── Study material

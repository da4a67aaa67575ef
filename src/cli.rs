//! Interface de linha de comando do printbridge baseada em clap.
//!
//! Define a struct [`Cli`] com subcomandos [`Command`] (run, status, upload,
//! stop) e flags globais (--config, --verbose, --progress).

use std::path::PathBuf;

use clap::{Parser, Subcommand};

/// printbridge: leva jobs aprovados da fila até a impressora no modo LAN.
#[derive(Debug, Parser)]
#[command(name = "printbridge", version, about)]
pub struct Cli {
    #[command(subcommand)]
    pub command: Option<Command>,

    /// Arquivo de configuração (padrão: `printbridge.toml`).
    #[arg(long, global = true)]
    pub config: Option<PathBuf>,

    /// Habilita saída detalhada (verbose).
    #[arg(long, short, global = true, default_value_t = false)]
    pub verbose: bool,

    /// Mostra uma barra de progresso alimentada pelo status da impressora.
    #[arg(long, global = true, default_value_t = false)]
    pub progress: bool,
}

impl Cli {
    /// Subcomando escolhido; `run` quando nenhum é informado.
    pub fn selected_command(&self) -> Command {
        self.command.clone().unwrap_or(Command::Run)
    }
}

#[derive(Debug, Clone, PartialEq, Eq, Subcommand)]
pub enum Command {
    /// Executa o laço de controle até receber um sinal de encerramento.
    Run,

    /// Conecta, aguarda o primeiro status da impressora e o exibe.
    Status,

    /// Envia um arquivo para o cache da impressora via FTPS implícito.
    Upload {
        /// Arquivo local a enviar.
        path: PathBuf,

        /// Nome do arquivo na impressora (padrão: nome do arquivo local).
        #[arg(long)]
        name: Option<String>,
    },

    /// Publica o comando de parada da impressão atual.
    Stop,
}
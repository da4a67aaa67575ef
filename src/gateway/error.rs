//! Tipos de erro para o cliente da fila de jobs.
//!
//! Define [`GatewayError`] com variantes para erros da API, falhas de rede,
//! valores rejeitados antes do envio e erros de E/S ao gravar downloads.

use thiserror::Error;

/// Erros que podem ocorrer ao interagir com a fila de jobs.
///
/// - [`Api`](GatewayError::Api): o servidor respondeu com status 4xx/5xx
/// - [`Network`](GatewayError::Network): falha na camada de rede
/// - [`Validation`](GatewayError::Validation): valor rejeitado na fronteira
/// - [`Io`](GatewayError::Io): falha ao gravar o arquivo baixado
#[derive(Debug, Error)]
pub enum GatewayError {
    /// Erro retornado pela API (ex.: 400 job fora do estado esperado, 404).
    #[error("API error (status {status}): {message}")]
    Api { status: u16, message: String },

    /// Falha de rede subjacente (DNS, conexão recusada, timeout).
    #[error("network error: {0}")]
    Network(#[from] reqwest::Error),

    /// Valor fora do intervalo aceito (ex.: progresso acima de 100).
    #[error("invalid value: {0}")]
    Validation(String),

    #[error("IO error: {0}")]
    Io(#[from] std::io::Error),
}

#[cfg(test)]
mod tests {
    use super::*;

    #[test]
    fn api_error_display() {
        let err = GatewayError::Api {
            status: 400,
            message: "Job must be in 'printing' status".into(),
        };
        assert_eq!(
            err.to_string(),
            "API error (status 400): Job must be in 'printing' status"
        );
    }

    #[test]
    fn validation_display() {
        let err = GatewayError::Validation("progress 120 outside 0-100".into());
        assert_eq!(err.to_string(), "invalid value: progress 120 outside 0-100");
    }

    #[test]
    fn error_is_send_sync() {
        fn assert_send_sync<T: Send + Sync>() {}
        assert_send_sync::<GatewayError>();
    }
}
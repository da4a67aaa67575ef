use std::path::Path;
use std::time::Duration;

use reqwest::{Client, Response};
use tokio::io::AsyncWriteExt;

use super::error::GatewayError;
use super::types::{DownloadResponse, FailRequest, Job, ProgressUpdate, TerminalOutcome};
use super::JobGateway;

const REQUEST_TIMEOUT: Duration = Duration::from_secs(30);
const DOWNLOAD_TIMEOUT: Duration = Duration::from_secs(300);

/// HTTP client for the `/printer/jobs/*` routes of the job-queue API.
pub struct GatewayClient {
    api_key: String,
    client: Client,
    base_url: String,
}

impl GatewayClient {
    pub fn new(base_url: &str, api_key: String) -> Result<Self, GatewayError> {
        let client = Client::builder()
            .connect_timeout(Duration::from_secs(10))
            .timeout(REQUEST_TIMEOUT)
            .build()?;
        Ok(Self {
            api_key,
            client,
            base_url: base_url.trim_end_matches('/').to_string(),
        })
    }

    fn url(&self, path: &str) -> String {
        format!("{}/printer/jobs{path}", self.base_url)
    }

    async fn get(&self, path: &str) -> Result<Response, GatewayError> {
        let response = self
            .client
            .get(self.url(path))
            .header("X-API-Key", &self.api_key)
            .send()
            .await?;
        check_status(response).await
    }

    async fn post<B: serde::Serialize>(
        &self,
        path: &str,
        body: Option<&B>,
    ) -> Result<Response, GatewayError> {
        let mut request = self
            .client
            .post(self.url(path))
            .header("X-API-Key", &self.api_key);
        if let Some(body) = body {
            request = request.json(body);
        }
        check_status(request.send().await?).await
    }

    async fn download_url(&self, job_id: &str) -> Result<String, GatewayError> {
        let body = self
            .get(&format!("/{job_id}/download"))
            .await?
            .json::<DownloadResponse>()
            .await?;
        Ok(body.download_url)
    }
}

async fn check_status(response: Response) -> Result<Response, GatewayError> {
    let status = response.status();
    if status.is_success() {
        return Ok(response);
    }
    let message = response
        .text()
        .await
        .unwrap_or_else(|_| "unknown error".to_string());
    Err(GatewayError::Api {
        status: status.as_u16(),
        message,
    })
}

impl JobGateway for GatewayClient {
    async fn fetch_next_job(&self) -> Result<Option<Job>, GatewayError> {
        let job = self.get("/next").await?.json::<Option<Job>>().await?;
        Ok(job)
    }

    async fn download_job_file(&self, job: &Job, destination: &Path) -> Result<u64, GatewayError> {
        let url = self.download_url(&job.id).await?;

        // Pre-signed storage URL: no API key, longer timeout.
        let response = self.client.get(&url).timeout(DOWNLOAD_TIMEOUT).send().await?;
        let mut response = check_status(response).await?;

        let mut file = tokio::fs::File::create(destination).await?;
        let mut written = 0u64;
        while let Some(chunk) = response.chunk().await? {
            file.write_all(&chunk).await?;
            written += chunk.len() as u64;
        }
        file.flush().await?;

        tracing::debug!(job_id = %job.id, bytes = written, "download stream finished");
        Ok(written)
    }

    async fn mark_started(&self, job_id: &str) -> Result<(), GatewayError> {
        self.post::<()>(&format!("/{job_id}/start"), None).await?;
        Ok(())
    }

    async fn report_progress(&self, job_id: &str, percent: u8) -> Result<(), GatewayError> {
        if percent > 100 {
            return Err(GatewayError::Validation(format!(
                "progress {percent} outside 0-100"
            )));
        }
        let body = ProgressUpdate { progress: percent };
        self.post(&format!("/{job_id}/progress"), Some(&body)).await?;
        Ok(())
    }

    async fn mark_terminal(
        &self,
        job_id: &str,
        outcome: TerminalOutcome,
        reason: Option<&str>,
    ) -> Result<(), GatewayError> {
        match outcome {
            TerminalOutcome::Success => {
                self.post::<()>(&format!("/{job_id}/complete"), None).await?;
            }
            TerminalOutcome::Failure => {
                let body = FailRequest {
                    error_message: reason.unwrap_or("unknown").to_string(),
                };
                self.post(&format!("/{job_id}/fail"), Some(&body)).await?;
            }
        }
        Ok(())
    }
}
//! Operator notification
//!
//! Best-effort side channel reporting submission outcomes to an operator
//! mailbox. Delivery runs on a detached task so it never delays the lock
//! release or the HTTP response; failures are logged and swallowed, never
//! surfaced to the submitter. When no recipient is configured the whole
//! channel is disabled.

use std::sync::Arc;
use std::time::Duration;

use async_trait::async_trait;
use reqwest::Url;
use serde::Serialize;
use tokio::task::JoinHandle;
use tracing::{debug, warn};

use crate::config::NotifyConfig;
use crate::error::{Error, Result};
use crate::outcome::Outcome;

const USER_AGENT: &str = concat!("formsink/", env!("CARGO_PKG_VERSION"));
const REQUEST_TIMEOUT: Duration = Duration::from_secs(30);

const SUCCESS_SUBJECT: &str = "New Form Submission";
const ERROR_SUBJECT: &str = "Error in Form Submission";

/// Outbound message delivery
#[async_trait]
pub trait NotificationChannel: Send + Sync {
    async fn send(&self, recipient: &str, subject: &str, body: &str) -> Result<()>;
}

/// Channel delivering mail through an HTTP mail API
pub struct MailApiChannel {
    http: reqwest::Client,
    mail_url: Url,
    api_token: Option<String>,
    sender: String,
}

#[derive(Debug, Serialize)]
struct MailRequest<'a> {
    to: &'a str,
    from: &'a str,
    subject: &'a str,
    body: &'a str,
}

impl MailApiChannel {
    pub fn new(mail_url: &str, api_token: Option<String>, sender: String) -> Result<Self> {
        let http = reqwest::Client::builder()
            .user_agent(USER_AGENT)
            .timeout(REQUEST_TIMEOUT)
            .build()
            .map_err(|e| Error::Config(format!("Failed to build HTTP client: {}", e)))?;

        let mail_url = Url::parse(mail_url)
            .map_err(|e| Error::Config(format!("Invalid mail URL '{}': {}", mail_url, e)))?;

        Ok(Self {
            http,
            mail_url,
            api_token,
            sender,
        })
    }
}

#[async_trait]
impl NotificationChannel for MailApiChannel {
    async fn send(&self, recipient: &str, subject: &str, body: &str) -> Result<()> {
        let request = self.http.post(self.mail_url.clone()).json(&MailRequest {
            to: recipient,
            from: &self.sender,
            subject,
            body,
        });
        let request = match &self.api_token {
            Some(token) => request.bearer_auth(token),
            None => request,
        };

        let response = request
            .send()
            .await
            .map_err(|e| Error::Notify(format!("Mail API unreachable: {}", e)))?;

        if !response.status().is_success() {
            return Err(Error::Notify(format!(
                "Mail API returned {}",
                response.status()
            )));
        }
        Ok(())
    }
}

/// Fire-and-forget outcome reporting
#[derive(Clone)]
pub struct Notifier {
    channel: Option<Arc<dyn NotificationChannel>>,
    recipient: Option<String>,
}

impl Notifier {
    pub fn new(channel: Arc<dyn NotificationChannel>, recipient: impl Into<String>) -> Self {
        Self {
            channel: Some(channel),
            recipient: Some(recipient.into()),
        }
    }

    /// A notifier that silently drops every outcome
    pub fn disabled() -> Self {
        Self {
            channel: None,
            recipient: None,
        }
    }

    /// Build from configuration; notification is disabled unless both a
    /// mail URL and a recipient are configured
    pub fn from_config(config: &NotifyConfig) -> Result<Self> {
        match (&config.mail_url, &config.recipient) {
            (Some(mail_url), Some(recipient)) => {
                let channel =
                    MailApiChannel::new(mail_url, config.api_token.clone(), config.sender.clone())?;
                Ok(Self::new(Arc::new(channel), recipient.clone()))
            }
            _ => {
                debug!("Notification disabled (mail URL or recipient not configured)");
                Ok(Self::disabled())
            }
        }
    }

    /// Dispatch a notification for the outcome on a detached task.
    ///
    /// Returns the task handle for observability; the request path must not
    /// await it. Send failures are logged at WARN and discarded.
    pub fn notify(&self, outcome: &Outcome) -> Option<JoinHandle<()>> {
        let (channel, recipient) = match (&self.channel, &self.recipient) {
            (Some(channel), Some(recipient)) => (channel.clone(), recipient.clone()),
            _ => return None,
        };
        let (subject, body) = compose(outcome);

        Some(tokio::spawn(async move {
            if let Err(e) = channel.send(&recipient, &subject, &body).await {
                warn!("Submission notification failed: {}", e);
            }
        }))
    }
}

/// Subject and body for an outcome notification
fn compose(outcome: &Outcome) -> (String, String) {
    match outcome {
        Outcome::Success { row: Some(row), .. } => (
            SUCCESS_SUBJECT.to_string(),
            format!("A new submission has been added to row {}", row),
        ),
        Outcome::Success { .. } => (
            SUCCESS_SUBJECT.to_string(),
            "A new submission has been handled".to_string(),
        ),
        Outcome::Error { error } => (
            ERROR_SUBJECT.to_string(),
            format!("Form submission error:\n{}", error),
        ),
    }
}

────

Work to complete: How many lines in the data above contain the word "false"? Reply with only that figure.

Expected output: 2